Recently, using the simple term “stroke scales” in two internet search engines including Google® and Google® Scholar returned in less than a second approximately 161 and 1.1 million results respectively (Google – Search Engine, n.d.) (Google Scholar, n.d.). The articles and studies discuss the prognostic reliability and efficacy of the three primary stroke scales performed by EMS providers including the Cincinnati Prehospital Stroke Scale (figure 2), BEFAST scale and Vision, Aphasia and Neglect Scale. Our focus will be on the scales, what they are designed to identify, and how we can use each of them to determine a true stroke from a stroke mimic.
First is the Cincinnati Prehospital Stroke Scale (CPSS). Arguably the most commonly taught and used in the prehospital setting. Developed in 1997 and derived from the 15-item National Institutes of Health Stroke Scale, little has changed with respect to when, how and why this test is
performed (Kothari, Pancioli, Liu, Brott, & Broderick, 1999). There are three areas examined (see Figure 2) with two objectives. First is identifying the possibility of middle cerebral artery strokes. Second, if two (or more) areas are positive and the onset of symptoms are in a certain time frame, the use of thrombolytic therapy may be of benefit to the patient.
This test is in three parts: face, arm and speech. Face exam is performed by visual inspection by the on scene responder. This inspection is to identify facial droop, having the family identify if there is any changes with the patient’s appearance or if there is obvious drooping noted by the responder during the exam. The next is arm drift. By having the patient hold up their arms for 10 seconds and document findings including ability to accomplish the task, weakness and/or numbness to one side. The final is speech. Have the patient repeat a simple phrase such as “The early bird catches the worm” and noting any slurring of words, aphasia or other speech problems. If the patient has abnormalities to two or more areas this test is considered to be positive for stroke and transport to a stroke center is indicated.
Due to the time sensitive nature of strokes this test is now included in 911 dispatch centers around the globe. Using trained Emergency Medical Dispatchers, it is possible to provide a near zero minute assessment of the patient with stroke symptoms. Providing you the medic a basis of which symptomology could be changing as in the case of TIA. The Medical Priority Dispatch System® (MPDS) of the International Academies of Emergency Dispatches’® (IAED) recognized this need and has included the CPSS test with every complaint of stroke. Called the Stroke Diagnostic Tool (SDxT) it addresses all three points of the CPSS with the addition of time and indirectly includes other areas such as balance and visual changes.

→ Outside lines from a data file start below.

use std::sync::Arc;

use podharbor_api::app::{build_app, AppServices};
use podharbor_api::config::AppConfig;

#[tokio::main]
async fn main() {
    podharbor_observability::init();

    let config = AppConfig::from_env();
    let services = Arc::new(AppServices::in_memory(&config));
    let app = build_app(services);

    let listener = tokio::net::TcpListener::bind(&config.bind_addr)
        .await
        .unwrap_or_else(|e| panic!("failed to bind {}: {e}", config.bind_addr));

    tracing::info!("listening on {}", listener.local_addr().unwrap());

    axum::serve(listener, app).await.unwrap();
}
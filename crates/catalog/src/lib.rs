//! `podharbor-catalog` — Podcast and Episode entities and their status
//! machines.
//!
//! Pure domain: publish/archive/flag transitions validate their guards and
//! mutate in place; blob existence checks and persistence are the caller's
//! concern.

pub mod episode;
pub mod podcast;

pub use episode::{Episode, EpisodePatch, EpisodeStatus, NewEpisode};
pub use podcast::{NewPodcast, Podcast, PodcastStatus, PodcastUpdate};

Another test combines the principles of the CPSS and is called the Balance, Eyes, Face, Arms, Speech and Time Scale (BEFAST) (Figure 3). The first and most basic introduction of this scale, also in 1997, is the FAST scale. The primary objective is to identify the time of symptom onset, bypass the ER for a specialized acute care unit and begin treatments (Harbison, et al., 2002). Similar to the CPSS test the addition of balance, eyes and time to the exam should provide more directed identification of strokes. The theory is that balance and eyes are controlled in different areas of the brain. The result will help to identify with more accuracy where the stroke is occurring. Because the way the question is worded this may be true, however, it is still looking for cerebral artery occlusions. Recent research indicates there are limitations to the CPSS and BEFAST scale because they don’t identify other types of stroke, intracranial hemorrhages or Large Vessel Occlusion (LVO).

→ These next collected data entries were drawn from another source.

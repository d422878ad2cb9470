//! Outbound token notifications with bounded, fire-and-forget retry.
//!
//! Dispatch must never block the triggering request or roll back the
//! mutation that triggered it: the send loop runs on a spawned task, retries
//! transient failures a bounded number of times, and logs loss when it gives
//! up.

use std::sync::Arc;
use std::time::Duration;

use async_trait::async_trait;
use thiserror::Error;
use tracing::{error, info, warn};

/// Why a token is being sent; the transport picks subject and body from it.
#[derive(Debug, Clone, Copy, PartialEq, Eq)]
pub enum NoticeKind {
    EmailVerification,
    PasswordReset,
    AccountDeletion,
}

impl core::fmt::Display for NoticeKind {
    fn fmt(&self, f: &mut core::fmt::Formatter<'_>) -> core::fmt::Result {
        let name = match self {
            NoticeKind::EmailVerification => "email_verification",
            NoticeKind::PasswordReset => "password_reset",
            NoticeKind::AccountDeletion => "account_deletion",
        };
        f.write_str(name)
    }
}

#[derive(Debug, Error)]
pub enum NotifyError {
    #[error("transport failure: {0}")]
    Transport(String),
}

/// The email transport contract. Implementations deliver a token-bearing
/// message; everything about templates and SMTP/API transports lives behind
/// this seam.
#[async_trait]
pub trait Notifier: Send + Sync {
    async fn send(&self, email: &str, token: &str, kind: NoticeKind) -> Result<(), NotifyError>;
}

/// Bounded retry with a fixed delay between attempts.
#[derive(Debug, Clone, Copy)]
pub struct RetryPolicy {
    pub attempts: u32,
    pub delay: Duration,
}

impl Default for RetryPolicy {
    fn default() -> Self {
        Self {
            attempts: 4,
            delay: Duration::from_secs(3),
        }
    }
}

/// Fire-and-forget dispatch. Returns the task handle so tests can await
/// completion; production callers drop it.
pub fn dispatch_with_retry(
    notifier: Arc<dyn Notifier>,
    policy: RetryPolicy,
    email: String,
    token: String,
    kind: NoticeKind,
) -> tokio::task::JoinHandle<()> {
    tokio::spawn(async move {
        for attempt in 1..=policy.attempts {
            match notifier.send(&email, &token, kind).await {
                Ok(()) => {
                    info!(%email, %kind, attempt, "notification dispatched");
                    return;
                }
                Err(e) => {
                    warn!(%email, %kind, attempt, error = %e, "notification dispatch failed");
                    if attempt < policy.attempts {
                        tokio::time::sleep(policy.delay).await;
                    }
                }
            }
        }
        error!(
            %email,
            %kind,
            attempts = policy.attempts,
            "giving up on notification dispatch"
        );
    })
}

/// Development transport: the token goes to the log instead of a mailbox.
#[derive(Debug, Default)]
pub struct TracingNotifier;

#[async_trait]
impl Notifier for TracingNotifier {
    async fn send(&self, email: &str, token: &str, kind: NoticeKind) -> Result<(), NotifyError> {
        info!(%email, %kind, %token, "notification (dev transport)");
        Ok(())
    }
}

#[cfg(test)]
mod tests {
    use super::*;
    use std::sync::atomic::{AtomicU32, Ordering};

    /// Fails the first `failures` sends, then succeeds.
    struct FlakyNotifier {
        failures: u32,
        calls: AtomicU32,
        delivered: AtomicU32,
    }

    impl FlakyNotifier {
        fn new(failures: u32) -> Self {
            Self {
                failures,
                calls: AtomicU32::new(0),
                delivered: AtomicU32::new(0),
            }
        }
    }

    #[async_trait]
    impl Notifier for FlakyNotifier {
        async fn send(&self, _: &str, _: &str, _: NoticeKind) -> Result<(), NotifyError> {
            let call = self.calls.fetch_add(1, Ordering::SeqCst);
            if call < self.failures {
                Err(NotifyError::Transport("connection reset".to_string()))
            } else {
                self.delivered.fetch_add(1, Ordering::SeqCst);
                Ok(())
            }
        }
    }

    fn fast_policy() -> RetryPolicy {
        RetryPolicy {
            attempts: 4,
            delay: Duration::from_millis(5),
        }
    }

    #[tokio::test]
    async fn transient_failures_are_retried_until_delivery() {
        let notifier = Arc::new(FlakyNotifier::new(2));
        dispatch_with_retry(
            notifier.clone(),
            fast_policy(),
            "a@x.com".to_string(),
            "token".to_string(),
            NoticeKind::EmailVerification,
        )
        .await
        .unwrap();

        assert_eq!(notifier.calls.load(Ordering::SeqCst), 3);
        assert_eq!(notifier.delivered.load(Ordering::SeqCst), 1);
    }

    #[tokio::test]
    async fn dispatch_gives_up_after_bounded_attempts() {
        let notifier = Arc::new(FlakyNotifier::new(u32::MAX));
        dispatch_with_retry(
            notifier.clone(),
            fast_policy(),
            "a@x.com".to_string(),
            "token".to_string(),
            NoticeKind::PasswordReset,
        )
        .await
        .unwrap();

        assert_eq!(notifier.calls.load(Ordering::SeqCst), 4);
        assert_eq!(notifier.delivered.load(Ordering::SeqCst), 0);
    }
}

Since BEFAST and CPSS are so similar to each other we only need to add balance and eyes to the exam we were all taught to perform. The need to identify any balance issues, specifically a new or sudden loss of balance, can prove beneficial and if positive, should involve a stroke team activation. To address the eye portion, ask the patient if there is any loss of vision to one or both eyes. Document the findings and be detailed as possible. Remember your documentation is often the closest, most accurate of onset of symptoms used in the further care in the short and long term care of the patient.
The final stroke scale is relatively new to the EMS community and is the Vision, Aphasia and Neglect (VAN) scale (Figure 4). This exam was developed because
of favorable acute stroke thrombectomy trials establishing embolectomy as a standard of care for patients with severe stroke related to Large Vessel Occlusion (LVO). In the study (Mohamed S Teleb, Hage, Carter, Jayaraman, & McTaggart, 2016) the authors discuss how other scales compare to this and how this scale is less complicated since there is no math to perform. They identified three areas to address and developed a training plan for nurses initially and then to first responders. The goal is to provide accuracy with little training and no need for certification.

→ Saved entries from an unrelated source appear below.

//! Media helper: blob-path conventions and the replace/verify/delete rules
//! shared by every media-bearing field.

use std::sync::Arc;

use serde::Deserialize;
use uuid::Uuid;

use podharbor_core::{AccountId, DomainResult, Fault, PodcastId};

use crate::blob::BlobStore;

/// Accepted image file extensions.
#[derive(Debug, Clone, Copy, PartialEq, Eq, Deserialize)]
#[serde(rename_all = "lowercase")]
pub enum ImageExt {
    Png,
    Jpg,
    Jpeg,
    Webp,
}

impl ImageExt {
    pub fn as_str(self) -> &'static str {
        match self {
            ImageExt::Png => "png",
            ImageExt::Jpg => "jpg",
            ImageExt::Jpeg => "jpeg",
            ImageExt::Webp => "webp",
        }
    }
}

/// Accepted audio file extensions.
#[derive(Debug, Clone, Copy, PartialEq, Eq, Deserialize)]
#[serde(rename_all = "lowercase")]
pub enum AudioExt {
    Mp3,
    Wav,
    M4a,
}

impl AudioExt {
    pub fn as_str(self) -> &'static str {
        match self {
            AudioExt::Mp3 => "mp3",
            AudioExt::Wav => "wav",
            AudioExt::M4a => "m4a",
        }
    }
}

/// Thin policy layer over the blob store.
#[derive(Clone)]
pub struct Media {
    blobs: Arc<dyn BlobStore>,
}

impl Media {
    pub fn new(blobs: Arc<dyn BlobStore>) -> Self {
        Self { blobs }
    }

    /// Signed download URL for an optional path; `None` stays `None`.
    pub async fn download_url(&self, path: Option<&str>) -> DomainResult<Option<String>> {
        match path {
            Some(path) if !path.is_empty() => {
                Ok(Some(self.blobs.signed_download_url(path).await?))
            }
            _ => Ok(None),
        }
    }

    pub async fn upload_url(&self, path: &str) -> DomainResult<String> {
        Ok(self.blobs.signed_upload_url(path).await?)
    }

    /// A recorded path is not proof of an upload; ask the store.
    pub async fn ensure_uploaded(&self, path: &str) -> DomainResult<()> {
        if self.blobs.exists(path).await? {
            Ok(())
        } else {
            Err(Fault::upload_incomplete().with_detail(path.to_string()))
        }
    }

    pub async fn delete_if_present(&self, path: Option<&str>) -> DomainResult<()> {
        if let Some(path) = path {
            if !path.is_empty() {
                self.blobs.delete(path).await?;
            }
        }
        Ok(())
    }

    /// Accepting a new media path means verifying the new upload landed and
    /// releasing the superseded blob, unless the path is unchanged.
    pub async fn replace_if_changed(&self, new: &str, old: Option<&str>) -> DomainResult<()> {
        self.ensure_uploaded(new).await?;
        if let Some(old) = old {
            if old != new {
                self.delete_if_present(Some(old)).await?;
            }
        }
        Ok(())
    }

    // ── path conventions ────────────────────────────────────────────────

    pub fn profile_image_path(account_id: AccountId, ext: ImageExt) -> String {
        format!(
            "media/accounts/{account_id}/profile/{}.{}",
            Uuid::new_v4(),
            ext.as_str()
        )
    }

    pub fn podcast_cover_path(podcast_id: PodcastId, ext: ImageExt) -> String {
        format!(
            "media/podcasts/{podcast_id}/cover/{}.{}",
            Uuid::new_v4(),
            ext.as_str()
        )
    }

    pub fn podcast_banner_path(podcast_id: PodcastId, ext: ImageExt) -> String {
        format!(
            "media/podcasts/{podcast_id}/banner/{}.{}",
            Uuid::new_v4(),
            ext.as_str()
        )
    }

    pub fn episode_image_path(podcast_id: PodcastId, index: usize, ext: ImageExt) -> String {
        format!(
            "media/podcasts/{podcast_id}/episodes/{index}/image/{}.{}",
            Uuid::new_v4(),
            ext.as_str()
        )
    }

    pub fn episode_audio_path(podcast_id: PodcastId, index: usize, ext: AudioExt) -> String {
        format!(
            "media/podcasts/{podcast_id}/episodes/{index}/audio/{}.{}",
            Uuid::new_v4(),
            ext.as_str()
        )
    }
}

#[cfg(test)]
mod tests {
    use super::*;
    use crate::blob::InMemoryBlobStore;

    fn media() -> (Arc<InMemoryBlobStore>, Media) {
        let blobs = Arc::new(InMemoryBlobStore::new());
        let media = Media::new(blobs.clone());
        (blobs, media)
    }

    #[tokio::test]
    async fn ensure_uploaded_distrusts_path_strings() {
        let (blobs, media) = media();

        let err = media.ensure_uploaded("media/missing.png").await.unwrap_err();
        assert_eq!(err.code, "FILE_UPLOAD_INCOMPLETE");

        blobs.put("media/present.png");
        assert!(media.ensure_uploaded("media/present.png").await.is_ok());
    }

    #[tokio::test]
    async fn replace_deletes_the_superseded_blob_only_on_change() {
        let (blobs, media) = media();
        blobs.put("media/old.png");
        blobs.put("media/new.png");

        media
            .replace_if_changed("media/new.png", Some("media/old.png"))
            .await
            .unwrap();
        assert!(!blobs.contains("media/old.png"));
        assert!(blobs.contains("media/new.png"));

        // Same path again: nothing is deleted.
        media
            .replace_if_changed("media/new.png", Some("media/new.png"))
            .await
            .unwrap();
        assert!(blobs.contains("media/new.png"));
    }

    #[tokio::test]
    async fn download_url_passes_none_through() {
        let (_blobs, media) = media();
        assert_eq!(media.download_url(None).await.unwrap(), None);
        assert!(media
            .download_url(Some("media/x.png"))
            .await
            .unwrap()
            .unwrap()
            .contains("media/x.png"));
    }
}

The principle behind this exam is it builds on itself, meaning if an exam part is positive you move to the next, if negative the exam ends and the patient is not having an LVO. For example, the first task is not part of the VAN but in order to start the exam ask the patient to hold their hands up for 10 seconds and if the patient is able to do so the exam is done and the patient is VAN negative. If drift is noted, move to the next which involves the visual fields. Have the patient follow your finger and assess the 4 quadrants of the visual fields in type of figure eight movement. If they accomplish it stop the exam and they are VAN negative, if they have visual problems move on to the next. Aphasia, have them repeat a phrase or have them describe an object in the ambulance commonly known like a blood pressure cuff. Again, if they have no speech problems (new onset) the test is over, otherwise move onto Neglect. This area could be considered by some to be visual because it asks if the patient has a forced gaze or inability to track to one side (Colliers Sign), however, there is more to neglect than just the visual fields. There is the ability to feel, identify or even ignore an arm or side of the body. If this is positive, the patient is VAN positive and should be taken to a comprehensive stroke center.The final stroke scale is relatively new to the EMS community and is the Vision, Aphasia and Neglect (VAN) scale (Figure 4). This exam was developed because of favorable acute stroke thrombectomy trials establishing embolectomy as a standard of care for patients with severe stroke related to Large Vessel Occlusion (LVO). In the study (Mohamed S Teleb, Hage, Carter, Jayaraman, & McTaggart, 2016) the authors discuss how other scales compare to this and how this scale is less complicated since there is no math to perform. They identified three areas to address and developed a training plan for nurses initially and then to first responders. The goal is to provide accuracy with little training and no need for certification.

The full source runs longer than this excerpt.